Segment Start: Exercise data

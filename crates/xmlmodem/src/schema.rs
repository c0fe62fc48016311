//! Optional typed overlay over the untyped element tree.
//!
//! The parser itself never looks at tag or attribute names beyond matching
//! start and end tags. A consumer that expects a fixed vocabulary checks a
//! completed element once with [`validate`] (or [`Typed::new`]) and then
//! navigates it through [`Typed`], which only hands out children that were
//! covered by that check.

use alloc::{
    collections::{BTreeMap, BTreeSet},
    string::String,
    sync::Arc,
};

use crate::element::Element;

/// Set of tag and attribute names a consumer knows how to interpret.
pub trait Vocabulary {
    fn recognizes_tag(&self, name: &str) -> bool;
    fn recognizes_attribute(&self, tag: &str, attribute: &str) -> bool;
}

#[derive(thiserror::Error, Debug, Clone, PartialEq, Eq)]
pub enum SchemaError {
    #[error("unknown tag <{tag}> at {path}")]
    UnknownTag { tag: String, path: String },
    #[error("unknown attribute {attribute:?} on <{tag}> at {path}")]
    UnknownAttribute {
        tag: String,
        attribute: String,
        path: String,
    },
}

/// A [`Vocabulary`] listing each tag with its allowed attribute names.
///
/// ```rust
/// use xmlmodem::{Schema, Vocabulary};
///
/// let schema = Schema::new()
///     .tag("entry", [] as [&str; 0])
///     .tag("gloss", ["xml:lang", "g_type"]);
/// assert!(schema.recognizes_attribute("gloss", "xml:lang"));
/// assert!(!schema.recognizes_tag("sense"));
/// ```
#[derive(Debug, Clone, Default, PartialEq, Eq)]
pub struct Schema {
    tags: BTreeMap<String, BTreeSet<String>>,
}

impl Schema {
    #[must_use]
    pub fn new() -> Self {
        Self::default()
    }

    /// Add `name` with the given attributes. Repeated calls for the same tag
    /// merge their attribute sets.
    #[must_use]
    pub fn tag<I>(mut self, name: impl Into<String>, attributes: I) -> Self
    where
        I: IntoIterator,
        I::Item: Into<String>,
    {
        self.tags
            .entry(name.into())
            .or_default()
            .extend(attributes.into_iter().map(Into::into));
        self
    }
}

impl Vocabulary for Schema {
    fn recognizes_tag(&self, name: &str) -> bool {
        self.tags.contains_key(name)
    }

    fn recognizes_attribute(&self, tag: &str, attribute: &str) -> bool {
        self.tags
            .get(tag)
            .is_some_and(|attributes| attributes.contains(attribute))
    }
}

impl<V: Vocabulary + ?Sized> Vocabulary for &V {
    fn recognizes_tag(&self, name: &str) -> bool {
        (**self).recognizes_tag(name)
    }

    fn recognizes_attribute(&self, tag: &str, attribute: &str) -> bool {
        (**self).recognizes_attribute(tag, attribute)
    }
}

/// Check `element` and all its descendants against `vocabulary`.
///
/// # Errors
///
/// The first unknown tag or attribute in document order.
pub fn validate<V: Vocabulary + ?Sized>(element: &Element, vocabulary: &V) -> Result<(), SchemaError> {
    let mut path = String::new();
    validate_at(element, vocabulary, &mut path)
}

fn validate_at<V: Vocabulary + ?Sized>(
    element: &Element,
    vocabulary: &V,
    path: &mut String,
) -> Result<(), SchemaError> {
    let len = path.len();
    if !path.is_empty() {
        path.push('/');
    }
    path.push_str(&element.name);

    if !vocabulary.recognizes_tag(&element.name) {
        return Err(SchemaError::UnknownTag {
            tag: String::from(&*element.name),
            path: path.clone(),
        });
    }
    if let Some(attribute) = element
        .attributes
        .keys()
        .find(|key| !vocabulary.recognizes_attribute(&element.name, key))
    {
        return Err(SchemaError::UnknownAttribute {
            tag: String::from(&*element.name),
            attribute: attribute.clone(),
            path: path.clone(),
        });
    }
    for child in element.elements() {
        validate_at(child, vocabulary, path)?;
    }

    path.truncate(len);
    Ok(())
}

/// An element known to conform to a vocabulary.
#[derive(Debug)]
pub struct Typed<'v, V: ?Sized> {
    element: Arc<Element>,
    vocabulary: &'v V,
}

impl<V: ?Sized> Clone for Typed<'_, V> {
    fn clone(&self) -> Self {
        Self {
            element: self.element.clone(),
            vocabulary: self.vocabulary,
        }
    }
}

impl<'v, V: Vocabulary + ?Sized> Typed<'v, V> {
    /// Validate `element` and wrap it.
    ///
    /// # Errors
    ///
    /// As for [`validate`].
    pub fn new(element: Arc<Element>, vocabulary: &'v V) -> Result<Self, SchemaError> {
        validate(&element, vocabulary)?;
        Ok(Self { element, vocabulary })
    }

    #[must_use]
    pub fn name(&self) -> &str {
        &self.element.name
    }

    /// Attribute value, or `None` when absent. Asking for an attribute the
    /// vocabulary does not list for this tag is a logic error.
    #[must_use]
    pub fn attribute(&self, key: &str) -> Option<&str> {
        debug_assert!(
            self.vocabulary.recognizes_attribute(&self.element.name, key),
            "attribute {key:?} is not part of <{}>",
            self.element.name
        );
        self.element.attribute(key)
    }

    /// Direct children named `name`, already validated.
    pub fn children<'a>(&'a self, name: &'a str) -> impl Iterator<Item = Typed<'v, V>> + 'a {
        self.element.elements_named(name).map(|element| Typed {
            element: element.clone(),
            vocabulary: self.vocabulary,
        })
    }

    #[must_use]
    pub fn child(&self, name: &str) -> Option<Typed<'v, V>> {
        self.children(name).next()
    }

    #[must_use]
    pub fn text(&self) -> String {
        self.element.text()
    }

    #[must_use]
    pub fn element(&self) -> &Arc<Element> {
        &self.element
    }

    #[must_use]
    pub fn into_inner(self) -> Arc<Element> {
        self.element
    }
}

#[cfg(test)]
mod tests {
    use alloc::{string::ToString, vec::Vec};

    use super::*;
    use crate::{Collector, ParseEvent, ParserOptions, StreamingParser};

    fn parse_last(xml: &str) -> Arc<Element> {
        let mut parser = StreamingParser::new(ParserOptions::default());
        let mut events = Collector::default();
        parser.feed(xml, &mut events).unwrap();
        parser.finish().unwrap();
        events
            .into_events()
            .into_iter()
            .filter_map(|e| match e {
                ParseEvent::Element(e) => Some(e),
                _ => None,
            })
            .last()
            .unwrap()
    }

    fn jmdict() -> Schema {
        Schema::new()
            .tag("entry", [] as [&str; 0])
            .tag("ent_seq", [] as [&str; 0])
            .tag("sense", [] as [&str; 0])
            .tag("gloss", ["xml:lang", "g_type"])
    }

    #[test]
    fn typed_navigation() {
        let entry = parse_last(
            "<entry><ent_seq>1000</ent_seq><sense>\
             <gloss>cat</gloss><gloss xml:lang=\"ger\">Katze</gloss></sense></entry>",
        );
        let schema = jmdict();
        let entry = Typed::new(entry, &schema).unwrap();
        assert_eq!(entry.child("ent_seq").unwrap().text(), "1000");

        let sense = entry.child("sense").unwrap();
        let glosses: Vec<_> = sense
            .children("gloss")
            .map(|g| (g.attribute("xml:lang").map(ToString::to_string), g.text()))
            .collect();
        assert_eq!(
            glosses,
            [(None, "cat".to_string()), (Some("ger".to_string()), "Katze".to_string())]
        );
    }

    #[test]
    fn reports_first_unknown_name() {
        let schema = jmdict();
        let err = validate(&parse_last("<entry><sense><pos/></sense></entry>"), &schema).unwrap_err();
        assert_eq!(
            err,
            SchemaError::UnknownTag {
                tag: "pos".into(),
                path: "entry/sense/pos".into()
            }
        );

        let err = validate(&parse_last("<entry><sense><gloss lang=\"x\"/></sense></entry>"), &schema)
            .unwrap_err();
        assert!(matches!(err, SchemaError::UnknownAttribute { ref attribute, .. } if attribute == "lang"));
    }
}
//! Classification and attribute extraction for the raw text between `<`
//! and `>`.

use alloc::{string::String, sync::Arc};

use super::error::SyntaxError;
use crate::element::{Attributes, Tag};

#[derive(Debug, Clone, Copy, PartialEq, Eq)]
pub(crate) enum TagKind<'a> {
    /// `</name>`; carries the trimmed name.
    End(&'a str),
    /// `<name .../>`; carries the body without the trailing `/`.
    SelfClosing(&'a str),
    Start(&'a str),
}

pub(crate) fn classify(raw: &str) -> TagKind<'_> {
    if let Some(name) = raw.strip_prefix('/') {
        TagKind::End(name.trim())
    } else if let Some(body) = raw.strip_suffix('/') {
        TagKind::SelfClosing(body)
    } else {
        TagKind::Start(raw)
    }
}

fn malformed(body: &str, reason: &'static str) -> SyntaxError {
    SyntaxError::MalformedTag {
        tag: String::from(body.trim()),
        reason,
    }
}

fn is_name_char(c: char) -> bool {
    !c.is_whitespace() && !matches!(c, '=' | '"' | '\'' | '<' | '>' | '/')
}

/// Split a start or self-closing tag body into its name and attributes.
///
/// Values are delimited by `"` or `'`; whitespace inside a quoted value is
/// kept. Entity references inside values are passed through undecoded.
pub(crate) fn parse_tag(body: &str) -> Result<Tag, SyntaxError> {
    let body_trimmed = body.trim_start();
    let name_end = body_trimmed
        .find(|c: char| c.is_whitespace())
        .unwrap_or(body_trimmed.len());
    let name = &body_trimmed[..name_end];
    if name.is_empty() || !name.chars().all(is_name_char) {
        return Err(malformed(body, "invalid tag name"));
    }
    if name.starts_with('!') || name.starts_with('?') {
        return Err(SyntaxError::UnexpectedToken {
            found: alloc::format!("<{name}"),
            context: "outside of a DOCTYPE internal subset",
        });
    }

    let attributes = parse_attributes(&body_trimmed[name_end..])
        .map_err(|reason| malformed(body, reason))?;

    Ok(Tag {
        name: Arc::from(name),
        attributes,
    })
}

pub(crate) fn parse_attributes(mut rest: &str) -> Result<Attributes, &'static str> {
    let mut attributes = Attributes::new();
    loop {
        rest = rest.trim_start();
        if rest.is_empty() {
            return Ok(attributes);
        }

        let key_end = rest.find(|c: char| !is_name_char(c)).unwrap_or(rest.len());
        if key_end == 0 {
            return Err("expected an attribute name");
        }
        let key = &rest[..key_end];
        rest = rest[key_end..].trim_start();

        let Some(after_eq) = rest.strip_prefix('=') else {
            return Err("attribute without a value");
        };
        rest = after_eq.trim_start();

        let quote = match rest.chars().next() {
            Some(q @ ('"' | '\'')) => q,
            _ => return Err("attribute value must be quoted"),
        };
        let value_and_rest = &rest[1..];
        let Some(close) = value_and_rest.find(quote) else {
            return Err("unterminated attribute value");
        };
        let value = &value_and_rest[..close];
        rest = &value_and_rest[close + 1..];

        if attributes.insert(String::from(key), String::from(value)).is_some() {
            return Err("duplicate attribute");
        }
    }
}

Segment End: Exercise data
Segment Start: Exercise data

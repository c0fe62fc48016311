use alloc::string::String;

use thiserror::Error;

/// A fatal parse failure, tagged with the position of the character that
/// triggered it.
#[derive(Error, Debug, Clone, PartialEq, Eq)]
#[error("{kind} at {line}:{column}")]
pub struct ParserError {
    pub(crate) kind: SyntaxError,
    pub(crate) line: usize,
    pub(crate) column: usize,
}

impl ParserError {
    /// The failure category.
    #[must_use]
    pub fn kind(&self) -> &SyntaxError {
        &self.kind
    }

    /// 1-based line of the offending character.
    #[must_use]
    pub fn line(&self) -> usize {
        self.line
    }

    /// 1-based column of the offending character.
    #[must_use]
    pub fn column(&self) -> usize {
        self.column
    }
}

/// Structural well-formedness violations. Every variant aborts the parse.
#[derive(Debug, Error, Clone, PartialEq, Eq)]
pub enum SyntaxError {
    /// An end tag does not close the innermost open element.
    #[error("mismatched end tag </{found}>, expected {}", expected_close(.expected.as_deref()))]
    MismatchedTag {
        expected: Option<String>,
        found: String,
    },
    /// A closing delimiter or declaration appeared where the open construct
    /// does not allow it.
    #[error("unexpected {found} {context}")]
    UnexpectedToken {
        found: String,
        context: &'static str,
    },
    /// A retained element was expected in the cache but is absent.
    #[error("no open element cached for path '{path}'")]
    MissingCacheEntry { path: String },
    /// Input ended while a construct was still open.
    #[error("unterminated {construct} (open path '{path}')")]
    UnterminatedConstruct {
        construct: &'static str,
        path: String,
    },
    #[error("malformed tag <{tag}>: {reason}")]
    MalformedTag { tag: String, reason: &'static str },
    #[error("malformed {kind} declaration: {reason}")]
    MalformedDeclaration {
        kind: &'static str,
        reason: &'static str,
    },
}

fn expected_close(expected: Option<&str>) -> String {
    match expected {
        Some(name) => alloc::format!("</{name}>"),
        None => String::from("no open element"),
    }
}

Segment End: Exercise data
Segment Start: Exercise data

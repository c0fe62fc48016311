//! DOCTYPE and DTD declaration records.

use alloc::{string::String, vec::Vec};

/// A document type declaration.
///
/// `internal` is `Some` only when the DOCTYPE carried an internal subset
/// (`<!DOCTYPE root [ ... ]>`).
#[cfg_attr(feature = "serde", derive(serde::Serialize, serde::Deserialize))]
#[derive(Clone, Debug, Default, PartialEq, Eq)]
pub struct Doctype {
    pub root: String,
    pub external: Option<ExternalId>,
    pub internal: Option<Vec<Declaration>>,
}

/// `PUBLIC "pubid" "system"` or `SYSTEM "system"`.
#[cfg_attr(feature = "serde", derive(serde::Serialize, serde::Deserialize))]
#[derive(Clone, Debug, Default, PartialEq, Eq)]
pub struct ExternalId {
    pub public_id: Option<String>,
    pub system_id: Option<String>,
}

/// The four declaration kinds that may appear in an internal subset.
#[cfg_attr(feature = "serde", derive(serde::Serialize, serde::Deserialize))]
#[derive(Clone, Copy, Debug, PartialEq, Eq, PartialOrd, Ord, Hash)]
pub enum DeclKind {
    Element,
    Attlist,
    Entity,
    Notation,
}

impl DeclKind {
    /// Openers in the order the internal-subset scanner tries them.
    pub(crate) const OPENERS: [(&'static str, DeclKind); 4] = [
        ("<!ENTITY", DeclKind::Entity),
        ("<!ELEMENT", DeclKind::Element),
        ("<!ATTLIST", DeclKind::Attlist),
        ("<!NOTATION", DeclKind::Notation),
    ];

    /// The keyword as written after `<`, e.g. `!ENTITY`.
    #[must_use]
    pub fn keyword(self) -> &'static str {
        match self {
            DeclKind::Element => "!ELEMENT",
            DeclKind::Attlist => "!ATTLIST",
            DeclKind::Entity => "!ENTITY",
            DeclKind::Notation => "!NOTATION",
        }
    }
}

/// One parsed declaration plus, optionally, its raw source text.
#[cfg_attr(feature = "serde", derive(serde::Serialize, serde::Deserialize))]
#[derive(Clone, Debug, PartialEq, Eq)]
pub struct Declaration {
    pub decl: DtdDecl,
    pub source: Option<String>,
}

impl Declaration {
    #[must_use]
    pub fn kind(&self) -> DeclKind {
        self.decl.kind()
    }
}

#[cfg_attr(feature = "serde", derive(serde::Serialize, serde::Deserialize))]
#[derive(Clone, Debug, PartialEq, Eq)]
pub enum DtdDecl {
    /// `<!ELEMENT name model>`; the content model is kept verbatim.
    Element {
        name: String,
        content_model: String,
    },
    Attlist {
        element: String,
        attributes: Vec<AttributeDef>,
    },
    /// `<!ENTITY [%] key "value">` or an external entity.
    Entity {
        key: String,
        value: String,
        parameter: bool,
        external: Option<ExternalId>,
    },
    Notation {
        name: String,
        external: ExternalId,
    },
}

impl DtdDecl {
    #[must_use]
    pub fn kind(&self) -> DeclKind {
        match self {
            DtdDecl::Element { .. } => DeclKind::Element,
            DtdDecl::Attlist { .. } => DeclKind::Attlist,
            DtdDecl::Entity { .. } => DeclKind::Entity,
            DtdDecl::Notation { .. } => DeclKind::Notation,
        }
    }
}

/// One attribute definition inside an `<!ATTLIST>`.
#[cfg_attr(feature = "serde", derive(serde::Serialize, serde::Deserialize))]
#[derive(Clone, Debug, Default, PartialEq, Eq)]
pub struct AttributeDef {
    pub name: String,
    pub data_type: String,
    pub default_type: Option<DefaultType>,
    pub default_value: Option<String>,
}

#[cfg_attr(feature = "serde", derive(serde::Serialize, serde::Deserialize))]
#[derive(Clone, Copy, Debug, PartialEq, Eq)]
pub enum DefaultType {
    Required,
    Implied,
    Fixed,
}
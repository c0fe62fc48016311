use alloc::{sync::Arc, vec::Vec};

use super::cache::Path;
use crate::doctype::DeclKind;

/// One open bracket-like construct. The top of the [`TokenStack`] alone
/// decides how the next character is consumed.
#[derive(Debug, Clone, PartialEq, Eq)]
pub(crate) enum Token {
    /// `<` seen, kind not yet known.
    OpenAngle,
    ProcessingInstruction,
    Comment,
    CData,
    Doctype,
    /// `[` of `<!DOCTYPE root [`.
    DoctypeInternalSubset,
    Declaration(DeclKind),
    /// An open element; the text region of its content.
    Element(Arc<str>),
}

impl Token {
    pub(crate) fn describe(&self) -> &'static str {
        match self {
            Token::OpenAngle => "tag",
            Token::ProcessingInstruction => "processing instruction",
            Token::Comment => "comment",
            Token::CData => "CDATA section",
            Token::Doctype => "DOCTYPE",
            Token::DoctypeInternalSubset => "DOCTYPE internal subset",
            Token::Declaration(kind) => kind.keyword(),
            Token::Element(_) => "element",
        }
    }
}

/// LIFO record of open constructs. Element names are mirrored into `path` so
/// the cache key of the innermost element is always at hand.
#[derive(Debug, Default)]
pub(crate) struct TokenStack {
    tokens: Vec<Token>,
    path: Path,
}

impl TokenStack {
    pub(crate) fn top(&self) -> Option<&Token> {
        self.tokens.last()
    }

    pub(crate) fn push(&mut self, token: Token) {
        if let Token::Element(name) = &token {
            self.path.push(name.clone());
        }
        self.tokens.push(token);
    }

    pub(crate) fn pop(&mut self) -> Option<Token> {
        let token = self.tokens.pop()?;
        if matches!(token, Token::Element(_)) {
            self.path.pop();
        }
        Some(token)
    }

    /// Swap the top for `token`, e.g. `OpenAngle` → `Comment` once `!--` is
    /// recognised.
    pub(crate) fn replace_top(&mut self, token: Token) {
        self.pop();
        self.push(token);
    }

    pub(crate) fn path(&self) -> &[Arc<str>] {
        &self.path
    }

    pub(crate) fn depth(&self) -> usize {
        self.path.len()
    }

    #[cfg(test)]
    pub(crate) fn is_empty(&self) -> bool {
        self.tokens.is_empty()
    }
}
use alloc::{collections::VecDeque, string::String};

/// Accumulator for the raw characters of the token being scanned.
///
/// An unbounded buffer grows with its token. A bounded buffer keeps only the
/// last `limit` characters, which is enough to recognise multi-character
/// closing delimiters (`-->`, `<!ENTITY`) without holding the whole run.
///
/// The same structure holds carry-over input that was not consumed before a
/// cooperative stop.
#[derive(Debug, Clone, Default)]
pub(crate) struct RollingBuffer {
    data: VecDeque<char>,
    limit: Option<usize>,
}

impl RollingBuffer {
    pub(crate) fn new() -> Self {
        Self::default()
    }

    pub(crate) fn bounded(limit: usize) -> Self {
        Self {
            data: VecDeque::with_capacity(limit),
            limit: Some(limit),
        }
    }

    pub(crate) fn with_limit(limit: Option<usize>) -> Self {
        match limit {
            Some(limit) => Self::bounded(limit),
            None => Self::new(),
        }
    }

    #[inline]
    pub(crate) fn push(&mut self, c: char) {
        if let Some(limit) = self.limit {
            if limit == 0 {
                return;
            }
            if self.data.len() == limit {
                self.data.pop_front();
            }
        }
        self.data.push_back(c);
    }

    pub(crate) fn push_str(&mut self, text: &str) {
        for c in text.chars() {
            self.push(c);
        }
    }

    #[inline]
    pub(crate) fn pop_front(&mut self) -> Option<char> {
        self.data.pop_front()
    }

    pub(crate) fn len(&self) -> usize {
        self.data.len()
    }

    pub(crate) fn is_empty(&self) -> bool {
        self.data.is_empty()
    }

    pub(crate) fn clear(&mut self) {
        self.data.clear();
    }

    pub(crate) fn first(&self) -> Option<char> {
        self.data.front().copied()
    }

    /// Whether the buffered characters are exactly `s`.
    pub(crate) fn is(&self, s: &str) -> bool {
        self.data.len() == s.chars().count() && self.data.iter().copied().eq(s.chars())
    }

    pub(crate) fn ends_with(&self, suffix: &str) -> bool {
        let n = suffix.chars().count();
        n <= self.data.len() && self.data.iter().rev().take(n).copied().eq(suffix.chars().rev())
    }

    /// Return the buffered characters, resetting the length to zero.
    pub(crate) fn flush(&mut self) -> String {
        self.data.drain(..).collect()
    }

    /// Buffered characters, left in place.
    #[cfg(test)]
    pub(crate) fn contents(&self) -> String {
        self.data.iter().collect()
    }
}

Segment End: Exercise data

> [Action item] The required answer is the exact run of lines above starting at the line with "filename crates/xmlmodem/src/schema.rs" and ending at the line with "fn recognizes_tag(&self, name: &str) -> bool;", with both ends present.

> [Task response]
filename crates/xmlmodem/src/schema.rs
repository c0fe62fc48016311
//! Optional typed overlay over the untyped element tree.
//!
//! The parser itself never looks at tag or attribute names beyond matching
//! start and end tags. A consumer that expects a fixed vocabulary checks a
//! completed element once with [`validate`] (or [`Typed::new`]) and then
//! navigates it through [`Typed`], which only hands out children that were
//! covered by that check.

use alloc::{
    collections::{BTreeMap, BTreeSet},
    string::String,
    sync::Arc,
};

use crate::element::Element;

/// Set of tag and attribute names a consumer knows how to interpret.
pub trait Vocabulary {
    fn recognizes_tag(&self, name: &str) -> bool;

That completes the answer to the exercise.